Чтение онлайн

ЖАНРЫ

Дайте собакам мяса
Шрифт:

Кулинарные способности Татьяны меня немного удивили, но потом я осознал, что в 1972 году проще найти воду на Луне, чем не умеющую готовить советскую девушку. Всяких закусочных и столовых в стране на всех не хватало, и любая женщина вынуждена была проводить у плиты уйму времени, чтобы прокормить своего мужика. Исключения были, конечно, куда без них, но я подозревал, что у этих исключений родители работали либо на Старой площади в ЦК КПСС, либо в других подобных структурах, а мажорам умение готовить ни к чему — за них это делала прислуга родителей.

Татьяна к мажорам не относилась, её родители — вернее, мать и отчим — были самыми простыми по любым меркам люди, и было удивительно, что в такой семье выросла девушка, очень похожая сразу на всех итальянских кинозвезд сразу. Конечно, это сходство было очень условным, лишь в некоторых ракурсах, но у Татьяны была живая мимика, которая

быстро западала прямо в сердце после очень недолгого общения. Мне и самому хотелось видеть эту девушку и её гримаски снова и снова.

В общем, Татьяна действительно была идеальной женой. Правда, она поставила мне условие, которое я, впрочем, принял без возражений — я не должен был при ней играть на гитаре. Гитару я спрятал в кофр, кофр убрал в шкаф за зимнюю одежду и накрыл дополнительно лишним покрывалом. Ну а тягу к музыке компенсировал сейшенами с бывшей группой Савы. Ребята против моего присутствия не возражали, они вообще уже считали меня за своего, да и с новым пареньком мы быстро нашли общий язык. Так что жизнь у меня была такая, что в ней не было места никаким украинским националистам любого разлива.

* * *

— Витя, всё готово, мой руки и садись, — донесся из кухни голос Татьяны.

За мытьем рук Татьяна почему-то следила очень строго, но я считал, что любой человек имеет право на странности. Мне это было нетрудно, ей приятно — а что ещё нужно для гармонии в доме? С ещё одной её странностью я боролся, но без особого успеха — она не любила, когда я готовил простые вещи, которые умел. Впрочем, ещё один проведенный на скорую руку сеанс психотерапии показал лишь обычный страх стать ненужной — и с ним приходилось считаться, хотя я был уверен, что когда-нибудь Татьяна от него избавится.
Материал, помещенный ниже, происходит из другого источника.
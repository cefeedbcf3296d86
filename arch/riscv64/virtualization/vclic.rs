//! Virtual CLIC
//!
//! Per-VM mirror of the CLIC sources delegated to a guest. Guest accesses
//! to its CLICCFG and CLICINT registers are trapped and served from this
//! state instead of the hardware. The hypervisor reconciles the mirror
//! with the physical CLIC before any change takes effect.

use crate::arch::riscv64::interrupt::clic::regs::{
    clic_regs, decode_global_config, decode_interrupt_control, encode_global_config,
    encode_interrupt_control, EnableState, IntAttr, InterruptControl, PendingState, PrivilegeMode,
    TriggerType, VectorMode,
};
use crate::arch::riscv64::interrupt::mmio::check_access;
use crate::config::CLIC_MAX_INTERRUPTS;
use crate::utils::IrqBitmap;
use crate::{Error, IrqId, Result, VmId};
use spin::Mutex;

/// Guest-physical range trapped for emulation
#[derive(Debug, Clone, Copy, PartialEq, Eq)]
pub struct EmulRegion {
    pub base: usize,
    pub size: usize,
}

impl EmulRegion {
    pub const fn new(base: usize, size: usize) -> Self {
        Self { base, size }
    }

    /// Check if `addr` falls in the region
    pub fn contains(&self, addr: usize) -> bool {
        addr >= self.base && addr - self.base < self.size
    }
}

/// A trapped guest access
#[derive(Debug, Clone, Copy, PartialEq, Eq)]
pub struct EmulAccess {
    /// Guest-physical address
    pub addr: usize,
    /// Access width in bytes
    pub width: usize,
    /// Store if set, load otherwise
    pub write: bool,
    /// Value stored; ignored for loads
    pub value: u32,
}

impl EmulAccess {
    pub const fn read(addr: usize, width: usize) -> Self {
        Self { addr, width, write: false, value: 0 }
    }

    pub const fn write(addr: usize, width: usize, value: u32) -> Self {
        Self { addr, width, write: true, value }
    }
}

struct VclicState {
    owned: IrqBitmap,
    pend: IrqBitmap,
    enbl: IrqBitmap,
    prio: [u8; CLIC_MAX_INTERRUPTS],
    cliccfg: u32,
}

/// Virtual CLIC of one VM
pub struct Vclic {
    vm_id: VmId,
    cfg_region: EmulRegion,
    int_region: EmulRegion,
    state: Mutex<VclicState>,
}

impl Vclic {
    /// Create the virtual CLIC of `vm_id`, with the guest's CLIC at `guest_base`
    pub fn new(vm_id: VmId, guest_base: usize) -> Self {
        Self {
            vm_id,
            cfg_region: EmulRegion::new(guest_base + clic_regs::CLICCFG, 4),
            int_region: EmulRegion::new(
                guest_base + clic_regs::CLICINT_BASE,
                4 * CLIC_MAX_INTERRUPTS,
            ),
            state: Mutex::new(VclicState {
                owned: IrqBitmap::new(),
                pend: IrqBitmap::new(),
                enbl: IrqBitmap::new(),
                prio: [0; CLIC_MAX_INTERRUPTS],
                cliccfg: 0,
            }),
        }
    }

    pub fn vm_id(&self) -> VmId {
        self.vm_id
    }

    /// Region trapped for CLICCFG
    pub fn cfg_region(&self) -> EmulRegion {
        self.cfg_region
    }

    /// Region trapped for the CLICINT array
    pub fn int_region(&self) -> EmulRegion {
        self.int_region
    }

    /// Mark source `id` as delegated to this VM
    pub fn assign(&self, id: IrqId) -> Result<()> {
        if id >= CLIC_MAX_INTERRUPTS {
            return Err(Error::OutOfRange);
        }
        self.state.lock().owned.set(id, true);
        log::debug!("vCLIC{}: source {} assigned", self.vm_id, id);
        Ok(())
    }

    /// Check if source `id` is delegated to this VM
    pub fn is_owned(&self, id: IrqId) -> bool {
        self.state.lock().owned.get(id)
    }

    /// Latch an occurrence of source `id`
    ///
    /// Returns whether the guest has the source enabled.
    pub fn inject(&self, id: IrqId) -> bool {
        let mut state = self.state.lock();
        if !state.owned.get(id) {
            log::warn!("vCLIC{}: inject of unowned source {}", self.vm_id, id);
            return false;
        }
        state.pend.set(id, true);
        state.enbl.get(id)
    }

    /// Drop the pending state of source `id`
    pub fn clear(&self, id: IrqId) {
        self.state.lock().pend.set(id, false);
    }

    /// Most urgent source that is both pending and enabled
    ///
    /// Ties in priority go to the lowest source ID.
    pub fn highest_pending(&self) -> Option<IrqId> {
        let state = self.state.lock();
        let mut best: Option<IrqId> = None;
        for id in state.pend.iter_set() {
            if !state.enbl.get(id) {
                continue;
            }
            match best {
                Some(b) if state.prio[b] >= state.prio[id] => {}
                _ => best = Some(id),
            }
        }
        best
    }

    /// Serve a trapped guest access
    ///
    /// Returns the value loaded, or 0 for stores.
    pub fn emulate(&self, access: &EmulAccess) -> Result<u32> {
        if self.cfg_region.contains(access.addr) {
            let offset = access.addr - self.cfg_region.base;
            Self::check_width(access, offset, self.cfg_region.size)?;
            if access.write {
                self.handle_cliccfg_write(access.value);
                Ok(0)
            } else {
                Ok(self.handle_cliccfg_read())
            }
        } else if self.int_region.contains(access.addr) {
            let offset = access.addr - self.int_region.base;
            Self::check_width(access, offset, self.int_region.size)?;
            let id = offset / 4;
            if access.write {
                self.handle_clicint_write(id, access.value);
                Ok(0)
            } else {
                Ok(self.handle_clicint_read(id))
            }
        } else {
            Err(Error::OutOfRange)
        }
    }

    fn check_width(access: &EmulAccess, offset: usize, size: usize) -> Result<()> {
        if access.width != 4 {
            log::warn!("vCLIC: {}-byte access at {:#x} not supported", access.width, access.addr);
            return Err(Error::InvalidArgument);
        }
        check_access(offset, size)
    }

    /// Guest load of CLICCFG
    pub fn handle_cliccfg_read(&self) -> u32 {
        self.state.lock().cliccfg
    }

    /// Guest store to CLICCFG; reserved bits read back as zero
    pub fn handle_cliccfg_write(&self, value: u32) {
        let cfg = decode_global_config(value);
        self.state.lock().cliccfg =
            encode_global_config(cfg.nmbits, cfg.mnlbits, cfg.snlbits, cfg.unlbits);
    }

    /// Guest load of CLICINT for source `id`
    pub fn handle_clicint_read(&self, id: IrqId) -> u32 {
        let state = self.state.lock();
        if !state.owned.get(id) {
            return 0;
        }

        let cfg = InterruptControl {
            pending: if state.pend.get(id) { PendingState::Set } else { PendingState::Clear },
            enable: if state.enbl.get(id) { EnableState::Enabled } else { EnableState::Masked },
            attr: IntAttr {
                shv: VectorMode::Off,
                trig: TriggerType::PositiveEdge,
                mode: PrivilegeMode::Supervisor,
            },
            ctl: state.prio[id],
        };
        encode_interrupt_control(&cfg)
    }

    /// Guest store to CLICINT for source `id`
    ///
    /// Only pending, enable and priority are guest-writable.
    pub fn handle_clicint_write(&self, id: IrqId, value: u32) {
        let mut state = self.state.lock();
        if !state.owned.get(id) {
            log::warn!("vCLIC{}: write to unowned source {} ignored", self.vm_id, id);
            return;
        }

        let cfg = decode_interrupt_control(value);
        state.pend.set(id, cfg.is_pending());
        state.enbl.set(id, cfg.is_enabled());
        state.prio[id] = cfg.ctl;
    }
}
— Как обстановка в театре? — поинтересовался я, подвигая к себе тарелку с картошкой и котлетой по-киевски.

В театр Татьяну устроил я — заглянул к Чернышеву после майских праздников, подарил бутылку самого лучшего коньяка, добытого не без помощи полковника Чепака, и поблагодарил за подготовку художественной самодеятельности. Третье место нашей «труппы» худрук поначалу принял негативно, но я полунамеками объяснил ситуацию с языковыми требованиями, на что он покивал понимающе — в театре из-за этих требований играли инсценировки Шевченко и Украинки, на которые народ, откровенно говоря, не ломился и лишний билетик у входа не выпрашивал. Поэтому мы оба посчитали результат конкурса нашей общей победой, под это дело слегка ополовинили ту бутылку — и между рюмками я упомянул, что в городе появилась актриса Больших и Малых театров прямиком из Москвы. Чернышев заинтересовался, но когда узнал детали, поскучнел, согласившись лишь, что Татьяне желательно поддерживать форму. У него даже нашлась половина ставки — то ли случайно, то ли приберегаемая как раз на подобный случай, он взял Татьяну на договор — и уже со следующего дня та включилась в репетиционный процесс, а потом даже несколько раз выходила на сцену, пусть и не в главных ролях. Кажется, ей это даже нравилось — она действительно хотела быть нужной и востребованной.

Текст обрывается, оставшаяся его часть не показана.